Sister Lee O’Brien, also a Sister of St. Joseph, said:

When Sister Barbara came into a room, we had community. She always had something funny to tell us.

We never had cats around our convent, but after she came we had twelve stray cats. She fed them. There was one black cat that we called Blackie. After Sister Barbara left, we never saw Blackie around. But after she died, there he was at our back door. He wasn’t around for two months, but when she died, there he was.

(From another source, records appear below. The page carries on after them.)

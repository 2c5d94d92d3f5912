use super::*;

fn canvas() -> Canvas {
    Canvas::new(8, 8).unwrap()
}

#[test]
fn solid_fill_covers_the_canvas() {
    let mut p = CpuPainter::new();
    let frame = p
        .paint(canvas(), |s| {
            s.fill_canvas(Rgba8::hex(0xff0000));
            Ok(())
        })
        .unwrap();
    assert_eq!(frame.pixel(3, 3), Some([255, 0, 0, 255]));
    assert_eq!(frame.data.len(), 8 * 8 * 4);
}

#[test]
fn opacity_group_blends_over_background() {
    let mut p = CpuPainter::new();
    let frame = p
        .paint(canvas(), |s| {
            s.fill_canvas(Rgba8::hex(0x000000));
            s.with_opacity(0.5, |s| {
                s.fill_canvas(Rgba8::hex(0xffffff));
                Ok(())
            })
        })
        .unwrap();
    let px = frame.pixel(4, 4).unwrap();
    assert!((i32::from(px[0]) - 128).abs() <= 2, "{px:?}");
    assert_eq!(px[3], 255);
}

#[test]
fn image_is_stretched_over_its_destination() {
    let asset = DecodedAsset::from_premul(2, 2, [0u8, 0, 255, 255].repeat(4)).unwrap();
    let paint = ImagePaint::from_asset(&asset).unwrap();
    let mut p = CpuPainter::new();
    let frame = p
        .paint(canvas(), |s| {
            s.fill_canvas(Rgba8::hex(0xffffff));
            s.draw_image(&paint, Rect::new(-4.0, -4.0, 12.0, 12.0));
            Ok(())
        })
        .unwrap();
    assert_eq!(frame.pixel(4, 4), Some([0, 0, 255, 255]));
}

#[test]
fn gradient_darkens_toward_the_bottom() {
    let mut p = CpuPainter::new();
    let frame = p
        .paint(Canvas::new(4, 64).unwrap(), |s| {
            s.fill_canvas(Rgba8::hex(0xffffff));
            s.fill_vertical_gradient(
                Rect::new(0.0, 0.0, 4.0, 64.0),
                &GradientStops(vec![(0.0, 0.0), (1.0, 1.0)]),
            )
        })
        .unwrap();
    let top = frame.pixel(2, 1).unwrap()[0];
    let bottom = frame.pixel(2, 62).unwrap()[0];
    assert!(top > 230, "{top}");
    assert!(bottom < 25, "{bottom}");
}

#[test]
fn gradient_stops_interpolate_piecewise() {
    let g = GradientStops(vec![(0.0, 0.0), (0.6, 0.4), (1.0, 0.85)]);
    assert_eq!(g.alpha_at(0.0), 0.0);
    assert!((g.alpha_at(0.3) - 0.2).abs() < 1e-6);
    assert!((g.alpha_at(0.8) - 0.625).abs() < 1e-6);
    assert_eq!(g.alpha_at(1.0), 0.85);
}
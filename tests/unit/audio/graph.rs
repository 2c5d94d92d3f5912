use super::*;

fn ramp(frames: usize) -> Arc<AudioPcm> {
    let mut s = Vec::with_capacity(frames * 2);
    for i in 0..frames {
        let v = i as f32 / 10.0;
        s.push(v);
        s.push(-v);
    }
    Arc::new(AudioPcm {
        sample_rate: MIX_SAMPLE_RATE,
        channels: 2,
        interleaved_f32: s,
    })
}

#[test]
fn source_loops_from_the_start() {
    let (mut g, stream, _) = AudioGraph::new(ramp(4), 1.0).unwrap();
    g.render(6);
    let got = stream.drain();
    let left: Vec<f32> = got.chunks_exact(2).map(|c| c[0]).collect();
    assert_eq!(left, vec![0.0, 0.1, 0.2, 0.3, 0.0, 0.1]);
    assert_eq!(g.rendered_frames(), 6);
}

#[test]
fn gain_applies_before_the_splitter() {
    let (mut g, stream, levels) = AudioGraph::new(ramp(4), 0.5).unwrap();
    g.render(4);
    let got = stream.drain();
    assert_eq!(got[6], 0.15);
    assert_eq!(levels.frames(), 4);
    assert_eq!(levels.peak(), 0.15);
}

#[test]
fn every_output_sees_every_block() {
    let (mut g, stream, levels) = AudioGraph::new(ramp(10), 1.0).unwrap();
    g.render(3);
    g.render(5);
    assert_eq!(stream.drain().len(), 16);
    assert_eq!(levels.frames(), 8);
    assert!(stream.drain().is_empty());
}

#[test]
fn release_keeps_delivered_blocks() {
    let (mut g, stream, _) = AudioGraph::new(ramp(10), 1.0).unwrap();
    g.render(2);
    g.release();
    assert_eq!(stream.drain().len(), 4);
}

#[test]
fn mono_or_wrong_rate_is_rejected() {
    let mono = Arc::new(AudioPcm {
        sample_rate: MIX_SAMPLE_RATE,
        channels: 1,
        interleaved_f32: vec![0.0; 8],
    });
    assert!(matches!(
        AudioGraph::new(mono, 1.0),
        Err(VitrineError::AudioSourceUnavailable(_))
    ));
}
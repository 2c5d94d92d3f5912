//! Encoding sinks.
//!
//! Sinks consume captured frames and PCM in order and return one encoded artifact.

/// `ffmpeg`-based sink (WebM or MP4 via the system `ffmpeg`).
pub mod ffmpeg;
/// Generic frame sink trait and the [`FrameLog`](sink::FrameLog) recorder.
pub mod sink;
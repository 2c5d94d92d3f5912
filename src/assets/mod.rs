//! Image decoding, concurrent loading, placeholders and soundtrack resolution.

/// Image decoding into premultiplied RGBA8.
pub mod decode;
/// All-or-nothing concurrent asset loading.
pub mod loader;
/// Soundtrack PCM.
pub mod media;
/// Deterministic placeholder images.
pub mod placeholder;
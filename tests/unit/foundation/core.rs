use super::*;

#[test]
fn fps_frame_duration_and_rounding() {
    let fps = Fps::new(30, 1).unwrap();
    assert!((fps.frame_duration_ms() - 33.333_333).abs() < 1e-3);
    assert_eq!(fps.ms_to_frames_round(20_450.0), 614);
    assert_eq!(fps.ms_to_frames_round(-5.0), 0);
    assert_eq!(
        fps.duration_to_frames_round(std::time::Duration::from_millis(20_450)),
        614
    );
    assert_eq!(fps.frame_start(30), std::time::Duration::from_secs(1));
    assert_eq!(fps.frame_start(1).as_nanos(), 33_333_333);
    assert!(Fps::new(0, 1).is_err());
    assert!(Fps::new(30, 0).is_err());
}

#[test]
fn canvas_presets_and_validation() {
    assert_eq!((Canvas::FEED.width, Canvas::FEED.height), (1080, 1350));
    assert_eq!((Canvas::REELS.width, Canvas::REELS.height), (1080, 1920));
    assert!((Canvas::REELS.design_scale() - 1.0).abs() < 1e-12);
    assert!(Canvas::new(0, 10).is_err());
    assert!(Canvas::new(70_000, 10).is_err());
    assert_eq!(Canvas::new(108, 192).unwrap().byte_len(), 108 * 192 * 4);
}

#[test]
fn hex_colors_and_premul() {
    let c = Rgba8::hex(0xf29100);
    assert_eq!((c.r, c.g, c.b, c.a), (0xf2, 0x91, 0x00, 255));
    let p = Rgba8::hex(0xffffff).with_alpha(0.5).premul();
    assert_eq!(p.a, 128);
    assert_eq!(p.r, 128);
}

I just want to emphasize—wherever she was, there was community.

Sister Barbara’s funeral liturgy took place on August 19. Father Robert Kelly, OP, was the presider. Her sister Peggy was the guest pianist. Sister Nadine Foley was the homilist. Among Sister Nadine’s remarks:

We are entitled to ask: What message did this remarkable Dominican woman leave to us? . . . A history of “doing right.” . . . That rightness inspired the many directions she took in her life. . . . She loved goodness. She was a good woman—a very good woman . . . expressed in her love for her family . . . her Dominican family, her beloved Edmonds Dominicans and her Adrian Dominican family which she fully embraced. . . . Her gentleness—she was called to a number of prestigious positions . . . but prestige meant very little to her. . . . Some sentimentalize gentleness as mild, bland, innocuous, reticent. This is a misconception. It has more to do with vigor and conviction, with discernment rather than deference. . . . Her understanding of leadership as found in the group, that it belongs to the group, the leaders are responsible for what happens.

Sister Barbara chose to die in Adrian. She now lies at rest in the cemetery laid out in circles by Mother Camilla Madden many years ago.